Ben Affleck and Josh Hartnett play Rafe McCawley and Danny Walker, respectively, two Tennessee farm boys-turned hot shot aces. Early scenes of the boys in training are highly reminiscent of another Jerry Bruckheimer-produced picture -- Top Gun (one of their fellow pilots is even named, Goose).

Affleck's performance is so hammy, observant Jews should avoid the theater. Putting on a silly Southern accent, Affleck's Rafe comes across as more of a caricature than a character. Hartnett, on the other hand, is so devoid of personality and charisma that his character barely registers at all. As the American nurse, Evelyn, British actress Kate Beckinsale looks gorgeous in the period costumes, and she's the only one of the three who doesn't embarrass herself.

At first, Rafe and Evelyn fall in love. But when Rafe volunteers to go fly fighter planes in Britain, the couple is separated. Evelyn and Danny are stationed together at Pearl Harbor when they get news that Rafe has been killed. Danny wastes little time making a move on his dead best friend's girl. But things get complicated when Rafe suddenly shows up in Hawaii, alive and well. The love story is so full of corn, I began to wonder if the filmmakers had to pay royalties to the Orville Redenbacher company. There's more corn here than in the state of Iowa.

Of course, the romance is only there to fill time until we get to the other main reason to see the picture -- the attack sequence, which is visually spectacular. Director Michael Bay once again shows his only real talent is knowing how to blow stuff up (there's a shot where the camera follows a bomb as it hurtles toward the deck of the USS Arizona; it's very cool).

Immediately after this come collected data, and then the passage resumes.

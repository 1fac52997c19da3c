// runner.rs — Execute the repository's verification command.
//
// The runner proves the post-write tree still satisfies repository-defined
// checks: run the configured command in the workspace root, capture stdout
// and stderr, succeed iff it exits zero within the timeout. The timeout is
// enforced by killing the child process — no cooperative cancellation.
// Partial output is retained regardless of outcome so rejection payloads
// can carry it.

use std::io::Read;
use std::path::Path;
use std::process::{Command, Stdio};
use std::time::{Duration, Instant};

use serde::{Deserialize, Serialize};

use crate::config::PreflightConfig;
use crate::error::PreflightError;

/// Captured output is truncated to this many bytes per stream.
const OUTPUT_CAP: usize = 64 * 1024;

/// How the preflight run ended.
#[derive(Debug, Clone, Serialize, Deserialize, PartialEq, Eq)]
#[serde(tag = "status", rename_all = "snake_case")]
pub enum PreflightStatus {
    /// Exit code zero within the timeout.
    Passed,
    /// Non-zero exit code.
    Failed { exit_code: i32 },
    /// Killed at the deadline.
    TimedOut,
    /// No command configured; nothing was run.
    Skipped,
}

impl PreflightStatus {
    /// Whether the write may proceed to the audit commit.
    pub fn is_acceptable(&self) -> bool {
        matches!(self, PreflightStatus::Passed | PreflightStatus::Skipped)
    }
}

/// Outcome plus captured output.
#[derive(Debug, Clone, Serialize, Deserialize, PartialEq, Eq)]
pub struct PreflightReport {
    pub status: PreflightStatus,
    pub stdout: String,
    pub stderr: String,
    pub duration_ms: u64,
}

impl PreflightReport {
    fn skipped() -> Self {
        Self {
            status: PreflightStatus::Skipped,
            stdout: String::new(),
            stderr: String::new(),
            duration_ms: 0,
        }
    }
}

/// Run the configured verification command against the working root.
///
/// `None` config means no command is configured; the report says so and
/// nothing is executed.
pub fn run(
    workspace_root: &Path,
    config: Option<&PreflightConfig>,
) -> Result<PreflightReport, PreflightError> {
    let Some(config) = config else {
        return Ok(PreflightReport::skipped());
    };
    let Some((program, args)) = config.command.split_first() else {
        return Ok(PreflightReport::skipped());
    };

    let started = Instant::now();
    let mut child = Command::new(program)
        .args(args)
        .current_dir(workspace_root)
        .envs(&config.env)
        .stdin(Stdio::null())
        .stdout(Stdio::piped())
        .stderr(Stdio::piped())
        .spawn()
        .map_err(|source| PreflightError::SpawnFailed {
            command: config.command.join(" "),
            source,
        })?;

    // Drain both pipes on threads so a chatty child can't deadlock against
    // a full pipe buffer while we poll for exit.
    let stdout_handle = spawn_reader(child.stdout.take());
    let stderr_handle = spawn_reader(child.stderr.take());

    let deadline = started + Duration::from_secs(config.timeout_secs);
    let mut timed_out = false;
    let exit_status = loop {
        match child.try_wait() {
            Ok(Some(status)) => break Some(status),
            Ok(None) => {
                if Instant::now() >= deadline {
                    timed_out = true;
                    let _ = child.kill();
                    break child.wait().ok();
                }
                std::thread::sleep(Duration::from_millis(25));
            }
            Err(_) => break None,
        }
    };

    let stdout = stdout_handle.join().unwrap_or_default();
    let stderr = stderr_handle.join().unwrap_or_default();
    let duration_ms = started.elapsed().as_millis() as u64;

    let status = if timed_out {
        PreflightStatus::TimedOut
    } else {
        match exit_status {
            Some(status) if status.success() => PreflightStatus::Passed,
            Some(status) => PreflightStatus::Failed {
                exit_code: status.code().unwrap_or(-1),
            },
            None => PreflightStatus::Failed { exit_code: -1 },
        }
    };

    tracing::debug!(?status, duration_ms, "preflight finished");
    Ok(PreflightReport {
        status,
        stdout,
        stderr,
        duration_ms,
    })
}

fn spawn_reader<R: Read + Send + 'static>(
    source: Option<R>,
) -> std::thread::JoinHandle<String> {
    std::thread::spawn(move || {
        let Some(mut source) = source else {
            return String::new();
        };
        let mut buffer = Vec::new();
        let _ = source.read_to_end(&mut buffer);
        buffer.truncate(OUTPUT_CAP);
        String::from_utf8_lossy(&buffer).into_owned()
    })
}

#[cfg(test)]
mod tests {
    use super::*;
    use std::collections::BTreeMap;
    use tempfile::tempdir;

    fn config(command: &[&str], timeout_secs: u64) -> PreflightConfig {
        PreflightConfig {
            command: command.iter().map(|s| s.to_string()).collect(),
            timeout_secs,
            env: BTreeMap::new(),
        }
    }

    #[test]
    fn no_command_is_skipped() {
        let dir = tempdir().unwrap();
        let report = run(dir.path(), None).unwrap();
        assert_eq!(report.status, PreflightStatus::Skipped);
        assert!(report.status.is_acceptable());
    }

    #[cfg(unix)]
    #[test]
    fn zero_exit_passes() {
        let dir = tempdir().unwrap();
        let report = run(dir.path(), Some(&config(&["true"], 30))).unwrap();
        assert_eq!(report.status, PreflightStatus::Passed);
    }

    #[cfg(unix)]
    #[test]
    fn nonzero_exit_fails_with_code() {
        let dir = tempdir().unwrap();
        let report = run(dir.path(), Some(&config(&["sh", "-c", "exit 3"], 30))).unwrap();
        assert_eq!(report.status, PreflightStatus::Failed { exit_code: 3 });
        assert!(!report.status.is_acceptable());
    }

    #[cfg(unix)]
    #[test]
    fn output_is_captured_on_failure() {
        let dir = tempdir().unwrap();
        let report = run(
            dir.path(),
            Some(&config(&["sh", "-c", "echo out; echo err >&2; exit 1"], 30)),
        )
        .unwrap();
        assert!(report.stdout.contains("out"));
        assert!(report.stderr.contains("err"));
    }

    #[cfg(unix)]
    #[test]
    fn command_runs_in_the_workspace_root() {
        let dir = tempdir().unwrap();
        std::fs::write(dir.path().join("witness.txt"), "present").unwrap();
        let report = run(
            dir.path(),
            Some(&config(&["sh", "-c", "cat witness.txt"], 30)),
        )
        .unwrap();
        assert_eq!(report.status, PreflightStatus::Passed);
        assert!(report.stdout.contains("present"));
    }

    #[cfg(unix)]
    #[test]
    fn deadline_kills_the_child() {
        let dir = tempdir().unwrap();
        let started = Instant::now();
        let report = run(dir.path(), Some(&config(&["sleep", "30"], 1))).unwrap();
        assert_eq!(report.status, PreflightStatus::TimedOut);
        // Killed near the 1s deadline, nowhere near 30s.
        assert!(started.elapsed() < Duration::from_secs(10));
    }

    #[cfg(unix)]
    #[test]
    fn env_subset_is_passed_through() {
        let dir = tempdir().unwrap();
        let mut cfg = config(&["sh", "-c", "echo $PW_CHECK"], 30);
        cfg.env.insert("PW_CHECK".into(), "present".into());
        let report = run(dir.path(), Some(&cfg)).unwrap();
        assert!(report.stdout.contains("present"));
    }

    #[test]
    fn unspawnable_command_is_an_error() {
        let dir = tempdir().unwrap();
        let result = run(
            dir.path(),
            Some(&config(&["definitely-not-a-real-binary-pw"], 5)),
        );
        assert!(matches!(result, Err(PreflightError::SpawnFailed { .. })));
    }
}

But as great as the sequence looks, it lacks power. It's like watching a video game. Only extras and bit players bite the dust -- there's no emotional connection to the horror we're witnessing. There's also very little blood and carnage; the nameless, faceless sailors just disappear in balls of fire as the bombs hit their targets. When the film cuts to Evelyn at the base hospital, Bay intentionally makes the image blurry so we're spared very graphic shots of the wounded.

As good a showman as Bay is, he's also sloppy at times. Towards the end of the battle, he begins to follow the path of one particular torpedo -- but he loses track of it before the moment of impact; it's never clear what it hits. At a crucial moment later in the film, a shot of a plane crashing loses some of its effectiveness because Bay fails to give us an important cutaway to the inside of the cockpit right before the moment of impact. For sheer laziness, there's also a shot of a B-29 that's supposed to be flying, but from the angle of the aircraft, it's clear that the plane is merely sitting on a runway with its propellers spinning.

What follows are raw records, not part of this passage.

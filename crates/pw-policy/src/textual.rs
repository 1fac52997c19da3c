// textual.rs — Phase A: textual forbidden-pattern scanning.
//
// Line-oriented, case-insensitive on keyword tokens, pattern set fixed at
// compile time. Matches inside comments still count — the scanner makes no
// attempt at reachability or semantic analysis; that is what the structural
// phase is for. Everything found here is a hard block: no plan allowance
// can waive a PW1xx finding.
//
// The only exemption: files under declared test directories skip the
// test-double identifier rule (PW102) and nothing else.

use std::sync::OnceLock;

use regex::Regex;

use crate::language::Language;
use crate::names;
use crate::violation::{ConstructCode, Violation};

fn incomplete_work() -> &'static Regex {
    static RE: OnceLock<Regex> = OnceLock::new();
    RE.get_or_init(|| Regex::new(r"(?i)\b(todo|fixme|xxx|hack)\b").unwrap())
}

fn test_double_decl() -> &'static Regex {
    static RE: OnceLock<Regex> = OnceLock::new();
    RE.get_or_init(|| {
        Regex::new(
            r"(?i)\b(?:fn|struct|enum|trait|type|class|def|function|let|const|var|interface)\s+([A-Za-z0-9_]*(?:mock|fake|dummy)[A-Za-z0-9_]*)\b",
        )
        .unwrap()
    })
}

fn test_double_assign() -> &'static Regex {
    static RE: OnceLock<Regex> = OnceLock::new();
    RE.get_or_init(|| {
        Regex::new(r"(?i)^\s*([A-Za-z0-9_]*(?:mock|fake|dummy)[A-Za-z0-9_]*)\s*=[^=]").unwrap()
    })
}

fn simulated_outcome() -> &'static Regex {
    static RE: OnceLock<Regex> = OnceLock::new();
    RE.get_or_init(|| {
        Regex::new(r"(?i)\b(simulate[sd]?|simulation|dry_run|dry-run|dryrun)\b").unwrap()
    })
}

fn function_decl() -> &'static Regex {
    static RE: OnceLock<Regex> = OnceLock::new();
    RE.get_or_init(|| {
        Regex::new(
            r"(?:\bfn|\bdef|\bfunction)\s+([A-Za-z0-9_]+)|(?:\bconst|\blet|\bvar)\s+([A-Za-z0-9_]+)\s*=\s*(?:async\s*)?\(",
        )
        .unwrap()
    })
}

fn return_literal_true() -> &'static Regex {
    static RE: OnceLock<Regex> = OnceLock::new();
    RE.get_or_init(|| Regex::new(r"(?i)(?:\breturn\s+true\b|=>\s*true\b|\breturn\s+Ok\(true\))").unwrap())
}

fn ambiguous_empty_return() -> &'static Regex {
    static RE: OnceLock<Regex> = OnceLock::new();
    RE.get_or_init(|| {
        Regex::new(r#"\breturn\s+(?:null|undefined|''|"")\s*;?\s*$"#).unwrap()
    })
}

/// Run the phase A scan over file content.
///
/// `is_test_path` exempts the test-double rule only; every other pattern
/// applies everywhere.
pub fn scan(content: &str, language: Language, is_test_path: bool) -> Vec<Violation> {
    let mut violations = Vec::new();
    // Name of the most recently declared function, for the policy-pass rule.
    let mut current_fn: Option<String> = None;

    for (idx, line) in content.lines().enumerate() {
        let line_no = idx + 1;

        if let Some(found) = incomplete_work().captures(line) {
            violations.push(Violation::new(
                ConstructCode::IncompleteWorkMarker,
                line_no,
                format!("incomplete-work marker '{}'", &found[1]),
            ));
        }

        if !is_test_path {
            if let Some(found) = test_double_decl().captures(line) {
                violations.push(Violation::new(
                    ConstructCode::TestDoubleIdentifier,
                    line_no,
                    format!("test-double identifier '{}' outside a test path", &found[1]),
                ));
            } else if let Some(found) = test_double_assign().captures(line) {
                violations.push(Violation::new(
                    ConstructCode::TestDoubleIdentifier,
                    line_no,
                    format!("test-double identifier '{}' outside a test path", &found[1]),
                ));
            }
        }

        if let Some(found) = simulated_outcome().captures(line) {
            violations.push(Violation::new(
                ConstructCode::SimulatedOutcomeFlag,
                line_no,
                format!("simulated-outcome flag '{}'", &found[1]),
            ));
        }

        if let Some(decl) = function_decl().captures(line) {
            let name = decl.get(1).or_else(|| decl.get(2)).map(|m| m.as_str());
            current_fn = name.map(str::to_string);
        }

        if return_literal_true().is_match(line) {
            if let Some(name) = current_fn.as_deref() {
                if names::is_auth_name(name) {
                    violations.push(Violation::new(
                        ConstructCode::UnconditionalPolicyPass,
                        line_no,
                        format!("authorization function '{}' returns literal truth", name),
                    ));
                }
            }
        }

        if matches!(language, Language::JavaScript | Language::TypeScript)
            && ambiguous_empty_return().is_match(line)
        {
            violations.push(Violation::new(
                ConstructCode::AmbiguousEmptyReturn,
                line_no,
                "ambiguous empty return from a value-returning position".to_string(),
            ));
        }
    }

    violations
}

#[cfg(test)]
mod tests {
    use super::*;

    fn scan_rust(content: &str) -> Vec<Violation> {
        scan(content, Language::Rust, false)
    }

    #[test]
    fn finds_incomplete_work_markers() {
        let violations = scan_rust("let x = 1;\n// TODO: finish this\n");
        assert_eq!(violations.len(), 1);
        assert_eq!(violations[0].code, ConstructCode::IncompleteWorkMarker);
        assert_eq!(violations[0].line, 2);
    }

    #[test]
    fn markers_are_case_insensitive() {
        let content = "// fIxMe later\n";
        let violations = scan_rust(content);
        assert_eq!(violations[0].code, ConstructCode::IncompleteWorkMarker);
    }

    #[test]
    fn markers_in_comments_still_count() {
        let content = "/* hack around the cache */\n";
        assert!(!scan_rust(content).is_empty());
    }

    #[test]
    fn finds_test_double_identifiers() {
        let violations = scan_rust("fn mock_server() {}\n");
        assert_eq!(violations[0].code, ConstructCode::TestDoubleIdentifier);
    }

    #[test]
    fn test_paths_are_exempt_from_test_doubles_only() {
        let content = "fn fake_client() {}\n";
        assert!(scan(content, Language::Rust, true).is_empty());

        // The exemption does not extend to other rules.
        let content = "fn fake_client() {}\n// TODO\n";
        let violations = scan(content, Language::Rust, true);
        assert_eq!(violations.len(), 1);
        assert_eq!(violations[0].code, ConstructCode::IncompleteWorkMarker);
    }

    #[test]
    fn finds_python_double_assignment() {
        let violations = scan("mock_db = connect()\n", Language::Python, false);
        assert_eq!(violations[0].code, ConstructCode::TestDoubleIdentifier);
    }

    #[test]
    fn finds_simulated_outcome_flags() {
        let violations = scan_rust("let dry_run = true;\n");
        assert!(violations
            .iter()
            .any(|v| v.code == ConstructCode::SimulatedOutcomeFlag));
    }

    #[test]
    fn auth_function_returning_true_is_flagged() {
        let content = "fn is_allowed(user: &User) -> bool {\n    return true;\n}\n";
        let violations = scan_rust(content);
        assert!(violations
            .iter()
            .any(|v| v.code == ConstructCode::UnconditionalPolicyPass && v.line == 2));
    }

    #[test]
    fn ordinary_function_returning_true_is_fine() {
        let content = "fn has_trailing_newline(s: &str) -> bool {\n    return true;\n}\n";
        assert!(scan_rust(content).is_empty());
    }

    #[test]
    fn empty_returns_flagged_for_javascript_only() {
        let content = "function find(id) {\n  return null;\n}\n";
        let js = scan(content, Language::JavaScript, false);
        assert!(js
            .iter()
            .any(|v| v.code == ConstructCode::AmbiguousEmptyReturn));

        // The same text in a Rust file is not textually testable.
        assert!(scan(content, Language::Rust, false)
            .iter()
            .all(|v| v.code != ConstructCode::AmbiguousEmptyReturn));
    }

    #[test]
    fn clean_content_passes() {
        let content = "fn add(a: u32, b: u32) -> u32 {\n    a + b\n}\n";
        assert!(scan_rust(content).is_empty());
    }
}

After the Pearl Harbor sequence, the movie attempts an appropriate third act resolution by tacking on the true-life story of Doolittle's Raiders, who made a daring bombing run over Tokyo that boosted American morale and provided a little revenge. Once again our fictional flyboys are conveniently placed in the middle of the action. But the movie takes a turn for the worse with Alec Baldwin's ludicrously over-the-top performance as Col. Doolittle, the leader of the raid. It's as if Baldwin thinks he's doing a Saturday Night Live sketch -- he's a parody of himself.

The other prominent historical figure on display is Franklin Roosevelt, played very nicely by Jon Voight. The make-up job, by effects wizard Stan Winston, is stunning. Voight is made to look so much like FDR, it's scary.

But what's really scary is the movie's dumbing down of American history. At one point, we get a look inside the cockpit of one of the Japanese fighter planes, and we see a photo of the battleship Arizona, placed there so the pilot can recognize his target. But beneath the photo, the ship's name is written out -- in English!. It's just one example of how little respect the movie has for its audience.

In hopes of making the film potentially profitable in Japan and Germany, the script bends over backward to paint the Japanese, and their motives for the attack, in a sympathetic light. The movie also purports that the Americans eventually prevailed over the Japanese through sheer spirit and determination. There's never any mention of a cowardly little device called the Atomic bomb.